Os fungos estão em toda parte, em todo continente e em todo mar, flutuando no ar, emaranhados no solo, depositados na nossa pele, colonizando as cavidades mucosas e se instalando em frutas esquecidas. E, embora alguns fungos sejam patogênicos e matem o tecido vivo em que penetram, a vasta maioria deles é benigna, e muitos são essenciais para as formas de vida que os cercam.
“Eles são os principais decompositores”, superando até bactérias, vermes e minhocas, disse David J. McLaughlin, micologista da Universidade de Minnesota.
Os fungos também têm talento para a simbiose, para estabelecer relacionamentos cruzados entre reinos que mantêm os fungos alimentados e felizes enquanto dão a seu parceiro novos poderes extensos. Talvez 90% de todas as plantas terrestres dependam dos chamados fungos micorrizais, que lançam suas raízes e se alimentam modestamente de seus açúcares enquanto lhes fornecem nutrientes do solo como fósforo e nitrogênio. E os botânicos suspeitam que as plantas talvez nunca tivessem saltado para a terra há cerca de 500 milhões de anos sem seus ajudantes micorrizais.
Os fungos podem ter dado origem à cultura humana. Pelo pão para dividir com os velhos amigos e um jarro de vinho para fazer novos, podemos agradecer ao fungo Saccharomyces, o fermento dos padeiros e vinicultores.
Mais recentemente, o Saccharomyces serviu como organismo modelo no laboratório, uma excelente maneira de explorar como os genes se comportam e as células se dividem, e um sujeito experimental muito mais barato que um roedor. As células fúngicas vêm a ser surpreendentemente semelhantes às animais, e os pesquisadores recentemente determinaram que as linhagens fúngicas e animais só se separaram milhões de anos depois que ambas se ramificaram das plantas.

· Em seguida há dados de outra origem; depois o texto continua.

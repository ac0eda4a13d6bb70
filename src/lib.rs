//! rust_qr_codec - QR code decoding and encoding in pure Rust
//!
//! Decoding runs thresholding, symbol location (finder patterns or grid
//! fitting), sampling, format/version recovery, Reed-Solomon correction and
//! segment parsing. Encoding runs the same layers in reverse and picks the
//! lowest-penalty mask.
//!
//! Tuning lives in [`DecoderConfig`]; the process default is read from `QR_*`
//! environment variables once. Progress is reported through the `log` facade.

#![warn(missing_docs)]
#![allow(clippy::missing_docs_in_private_items)]

/// QR code decoding modules (error correction, format extraction, data modes)
pub mod decoder;
/// QR code detection modules (thresholding, finder patterns, sampling)
pub mod detector;
/// QR code encoding (mask selection, rendering, writers)
pub mod encoder;
/// Error types for every stage
pub mod error;
/// Core data structures (QRCode, BitMatrix, Point, etc.)
pub mod models;
/// Utility functions (grayscale, geometry)
pub mod utils;

pub use decoder::config::{DecoderConfig, DetectStrategy, ThresholdMode, decoder_config};
pub use detector::threshold::{LumaBuffer, LuminanceSource, PixelSource, ThresholdedImage};
pub use encoder::writer::{ImageWriter, MatrixWriter, SymbolWriter};
pub use encoder::{EncodedSymbol, VersionChoice, encode, encode_symbol};
pub use error::{DecodeError, DetectionError, EncodeError};
pub use models::{BitMatrix, ECLevel, MaskPattern, Mode, Point, QRCode, Segment, Version};

use decoder::qr_decoder::QrDecoder;
use log::debug;

/// Decode the text of the symbol in `source` with the process-wide configuration
pub fn decode(source: &impl PixelSource) -> Result<String, DecodeError> {
    decode_symbol(source, decoder_config()).map(|qr| qr.content)
}

/// Locate, sample and decode one symbol
///
/// # Arguments
/// * `source` - Dark/light pixel decisions
/// * `config` - Detection strategy and tolerances
///
/// # Returns
/// The decoded symbol with its image-space position
pub fn decode_symbol(
    source: &impl PixelSource,
    config: &DecoderConfig,
) -> Result<QRCode, DecodeError> {
    let detection = detector::detect(source, config)?;
    let mut qr = QrDecoder::decode(&detection.matrix, config)?;
    qr.position = detection.position;
    qr.low_confidence_version = detection.low_confidence_version;
    debug!(
        "decoded {}-{:?}, {} corrected codewords",
        qr.version,
        qr.error_correction,
        qr.corrected_errors()
    );
    Ok(qr)
}

/// Threshold a luminance image with the configured mode, then decode it
///
/// # Arguments
/// * `source` - 8-bit luminance, e.g. an `image::GrayImage` or a [`LumaBuffer`]
/// * `config` - Threshold mode, contrast floor, strategy and tolerances
pub fn decode_luminance(
    source: &impl LuminanceSource,
    config: &DecoderConfig,
) -> Result<QRCode, DecodeError> {
    let image = ThresholdedImage::new(source, config.threshold, config.min_contrast)?;
    decode_symbol(&image, config)
}

/// Decode an already sampled symbol matrix, one bit per module
pub fn decode_matrix(matrix: &BitMatrix) -> Result<QRCode, DecodeError> {
    QrDecoder::decode(matrix, decoder_config())
}

#[cfg(test)]
mod tests {
    use super::*;

    #[test]
    fn test_matrix_round_trip() {
        let symbol = encode_symbol(
            "HELLO WORLD",
            Mode::Alphanumeric,
            VersionChoice::Fixed(1),
            ECLevel::L,
        )
        .unwrap();
        let qr = decode_matrix(&symbol.matrix).unwrap();
        assert_eq!(qr.content, "HELLO WORLD");
        assert_eq!(qr.segments.len(), 1);
        assert_eq!(qr.segments[0].mode, Mode::Alphanumeric);
    }

    #[test]
    fn test_image_round_trip() {
        let mut writer = ImageWriter::new(4, 4);
        encode("HELLO WORLD", Mode::Alphanumeric, VersionChoice::Fixed(1), ECLevel::L, &mut writer)
            .unwrap();
        let image = writer.into_image();
        let qr = decode_luminance(&image, &DecoderConfig::default()).unwrap();
        assert_eq!(qr.content, "HELLO WORLD");
        assert!(qr.position[0].distance(&Point::new(30.0, 30.0)) < 0.5);
    }

    #[test]
    fn test_uniform_image_is_low_contrast() {
        let flat = image::GrayImage::from_pixel(64, 64, image::Luma([128]));
        assert!(matches!(
            decode_luminance(&flat, &DecoderConfig::default()),
            Err(DecodeError::Detection(DetectionError::LowContrast { .. }))
        ));
    }
}
use super::gf256::Gf256;

/// Polynomial over GF(256), coefficients stored highest degree first
///
/// Always normalised: the leading coefficient is non-zero unless the
/// polynomial is the zero polynomial `[0]`.
#[derive(Debug, Clone, PartialEq, Eq)]
pub struct GfPoly {
    coefficients: Vec<u8>,
}

impl GfPoly {
    /// Build from coefficients (highest degree first), stripping leading zeros
    pub fn new(coefficients: &[u8]) -> Self {
        match coefficients.iter().position(|&c| c != 0) {
            Some(first) => Self {
                coefficients: coefficients[first..].to_vec(),
            },
            None => Self::zero(),
        }
    }

    /// The zero polynomial
    pub fn zero() -> Self {
        Self {
            coefficients: vec![0],
        }
    }

    /// The constant 1
    pub fn one() -> Self {
        Self {
            coefficients: vec![1],
        }
    }

    /// coefficient * x^degree
    pub fn monomial(degree: usize, coefficient: u8) -> Self {
        if coefficient == 0 {
            return Self::zero();
        }
        let mut coefficients = vec![0u8; degree + 1];
        coefficients[0] = coefficient;
        Self { coefficients }
    }

    /// Coefficients, highest degree first
    pub fn coefficients(&self) -> &[u8] {
        &self.coefficients
    }

    /// Degree (0 for constants, including zero)
    pub fn degree(&self) -> usize {
        self.coefficients.len() - 1
    }

    /// True for the zero polynomial
    pub fn is_zero(&self) -> bool {
        self.coefficients[0] == 0
    }

    /// Coefficient of x^degree
    pub fn coefficient(&self, degree: usize) -> u8 {
        if degree > self.degree() {
            return 0;
        }
        self.coefficients[self.coefficients.len() - 1 - degree]
    }

    /// Horner evaluation at `x`
    pub fn evaluate_at(&self, x: u8) -> u8 {
        if x == 0 {
            return self.coefficient(0);
        }
        self.coefficients
            .iter()
            .fold(0u8, |acc, &c| Gf256::mul(acc, x) ^ c)
    }

    /// Sum (equivalently, difference)
    pub fn add(&self, other: &GfPoly) -> GfPoly {
        if self.is_zero() {
            return other.clone();
        }
        if other.is_zero() {
            return self.clone();
        }
        let (longer, shorter) = if self.coefficients.len() >= other.coefficients.len() {
            (&self.coefficients, &other.coefficients)
        } else {
            (&other.coefficients, &self.coefficients)
        };
        let offset = longer.len() - shorter.len();
        let mut sum = longer.clone();
        for (slot, &c) in sum[offset..].iter_mut().zip(shorter.iter()) {
            *slot ^= c;
        }
        GfPoly::new(&sum)
    }

    /// Product
    pub fn multiply(&self, other: &GfPoly) -> GfPoly {
        if self.is_zero() || other.is_zero() {
            return GfPoly::zero();
        }
        let mut product = vec![0u8; self.coefficients.len() + other.coefficients.len() - 1];
        for (i, &a) in self.coefficients.iter().enumerate() {
            for (j, &b) in other.coefficients.iter().enumerate() {
                product[i + j] ^= Gf256::mul(a, b);
            }
        }
        GfPoly::new(&product)
    }

    /// Multiply every coefficient by `scalar`
    pub fn multiply_scalar(&self, scalar: u8) -> GfPoly {
        if scalar == 0 {
            return GfPoly::zero();
        }
        if scalar == 1 {
            return self.clone();
        }
        let scaled: Vec<u8> = self
            .coefficients
            .iter()
            .map(|&c| Gf256::mul(c, scalar))
            .collect();
        GfPoly::new(&scaled)
    }

    /// self * coefficient * x^degree
    pub fn multiply_by_monomial(&self, degree: usize, coefficient: u8) -> GfPoly {
        if coefficient == 0 || self.is_zero() {
            return GfPoly::zero();
        }
        let mut product: Vec<u8> = self
            .coefficients
            .iter()
            .map(|&c| Gf256::mul(c, coefficient))
            .collect();
        product.resize(product.len() + degree, 0);
        GfPoly::new(&product)
    }

    /// Long division, returning `(quotient, remainder)`; `None` for a zero divisor
    pub fn divide(&self, divisor: &GfPoly) -> Option<(GfPoly, GfPoly)> {
        if divisor.is_zero() {
            return None;
        }
        let mut quotient = GfPoly::zero();
        let mut remainder = self.clone();
        let lead_inverse = Gf256::inverse(divisor.coefficient(divisor.degree()));

        while !remainder.is_zero() && remainder.degree() >= divisor.degree() {
            let degree_diff = remainder.degree() - divisor.degree();
            let scale = Gf256::mul(remainder.coefficient(remainder.degree()), lead_inverse);
            quotient = quotient.add(&GfPoly::monomial(degree_diff, scale));
            remainder = remainder.add(&divisor.multiply_by_monomial(degree_diff, scale));
        }
        Some((quotient, remainder))
    }
}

Os fungos mais conhecidos são os cogumelos. Tendo alimento e espaço suficiente, os filamentos de um fungo fundador podem crescer por milhares de hectares de terra e durar séculos ou milênios, enquanto produzem cogumelos geneticamente idênticos acima do solo, e os biólogos acreditam que essas massas filamentosas estão entre os maiores e mais antigos organismos da terra.
A maioria dos fungos é adaptada para crescer em temperaturas frias, e é por isso que os patógenos entre eles tendem a atacar plantas ou animais de sangue frio, como insetos, répteis ou anfíbios.
Mesmo assim, a maioria das doenças fúngicas não é fatal, e a variedade virulenta que estaria envolvida na atual mortandade de anfíbios pode ter sido introduzida nas populações naturais por sapos usados em pesquisa médica.